Restate the records below word for word.

(Collected data entries)
- - - - -

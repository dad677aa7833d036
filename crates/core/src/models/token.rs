use chrono::{DateTime, NaiveDate, NaiveTime, Utc};
use rand::{Rng, distributions::Alphanumeric};
use serde::{Deserialize, Serialize};
use uuid::Uuid;

use crate::{
    civil::hhmm,
    models::{
        appointment::{Appointment, AppointmentStatus},
        slot::Slot,
    },
};

const TOKEN_LENGTH: usize = 43;

/// Opaque value handed to an unauthenticated client; ~256 bits of entropy.
pub fn generate_token() -> String {
    rand::thread_rng()
        .sample_iter(&Alphanumeric)
        .take(TOKEN_LENGTH)
        .map(char::from)
        .collect()
}

#[derive(Debug, Clone, PartialEq, Eq, Serialize, Deserialize)]
pub struct RescheduleToken {
    pub token: String,
    pub appointment_id: Uuid,
    pub issued_at: DateTime<Utc>,
    pub expires_at: DateTime<Utc>,
    /// Set once the token has been used to move its appointment.
    pub consumed_at: Option<DateTime<Utc>>,
}

impl RescheduleToken {
    pub fn is_expired(&self, now: DateTime<Utc>) -> bool {
        now >= self.expires_at
    }

    pub fn is_consumed(&self) -> bool {
        self.consumed_at.is_some()
    }
}

#[derive(Debug, Clone, Serialize, Deserialize)]
pub struct IssueTokenResponse {
    pub token: String,
    pub appointment_id: Uuid,
    pub expires_at: DateTime<Utc>,
}

#[derive(Debug, Clone, PartialEq, Eq, Serialize, Deserialize)]
pub struct AppointmentSummary {
    pub id: Uuid,
    pub patient_id: Uuid,
    pub date: NaiveDate,
    #[serde(with = "hhmm")]
    pub start: NaiveTime,
    #[serde(with = "hhmm")]
    pub end: NaiveTime,
    pub status: AppointmentStatus,
}

impl From<&Appointment> for AppointmentSummary {
    fn from(appointment: &Appointment) -> Self {
        Self {
            id: appointment.id,
            patient_id: appointment.patient_id,
            date: appointment.date,
            start: appointment.start,
            end: appointment.end,
            status: appointment.status,
        }
    }
}

/// What the holder of a reschedule link sees.
#[derive(Debug, Clone, Serialize, Deserialize)]
pub struct RescheduleView {
    pub appointment: AppointmentSummary,
    pub expires_at: DateTime<Utc>,
    pub can_move: bool,
    pub candidate_slots: Vec<Slot>,
}

#[derive(Debug, Clone, Serialize, Deserialize)]
pub struct MoveRequest {
    pub date: NaiveDate,
    #[serde(with = "hhmm")]
    pub start: NaiveTime,
}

- - - - -

• _THE ANSWER_
repository dad677aa7833d036
filename crates/core/src/models/token.rs
use chrono::{DateTime, NaiveDate, NaiveTime, Utc};
use rand::{Rng, distributions::Alphanumeric};
use serde::{Deserialize, Serialize};
use uuid::Uuid;

use crate::{
    civil::hhmm,
    models::{
        appointment::{Appointment, AppointmentStatus},
        slot::Slot,
    },
};

const TOKEN_LENGTH: usize = 43;

/// Opaque value handed to an unauthenticated client; ~256 bits of entropy.
pub fn generate_token() -> String {
    rand::thread_rng()
        .sample_iter(&Alphanumeric)
        .take(TOKEN_LENGTH)
        .map(char::from)
        .collect()
}

#[derive(Debug, Clone, PartialEq, Eq, Serialize, Deserialize)]
pub struct RescheduleToken {
    pub token: String,
    pub appointment_id: Uuid,
    pub issued_at: DateTime<Utc>,
    pub expires_at: DateTime<Utc>,
    /// Set once the token has been used to move its appointment.
    pub consumed_at: Option<DateTime<Utc>>,
}

impl RescheduleToken {
    pub fn is_expired(&self, now: DateTime<Utc>) -> bool {
        now >= self.expires_at
    }

    pub fn is_consumed(&self) -> bool {
        self.consumed_at.is_some()
    }
}

#[derive(Debug, Clone, Serialize, Deserialize)]
pub struct IssueTokenResponse {
    pub token: String,
    pub appointment_id: Uuid,
    pub expires_at: DateTime<Utc>,
}

#[derive(Debug, Clone, PartialEq, Eq, Serialize, Deserialize)]
pub struct AppointmentSummary {
    pub id: Uuid,
    pub patient_id: Uuid,
    pub date: NaiveDate,
    #[serde(with = "hhmm")]
    pub start: NaiveTime,
    #[serde(with = "hhmm")]
    pub end: NaiveTime,
    pub status: AppointmentStatus,
}

impl From<&Appointment> for AppointmentSummary {
    fn from(appointment: &Appointment) -> Self {
        Self {
            id: appointment.id,
            patient_id: appointment.patient_id,
            date: appointment.date,
            start: appointment.start,
            end: appointment.end,
            status: appointment.status,
        }
    }
}

/// What the holder of a reschedule link sees.
#[derive(Debug, Clone, Serialize, Deserialize)]
pub struct RescheduleView {
    pub appointment: AppointmentSummary,
    pub expires_at: DateTime<Utc>,
    pub can_move: bool,
    pub candidate_slots: Vec<Slot>,
}

#[derive(Debug, Clone, Serialize, Deserialize)]
pub struct MoveRequest {
    pub date: NaiveDate,
    #[serde(with = "hhmm")]
    pub start: NaiveTime,
}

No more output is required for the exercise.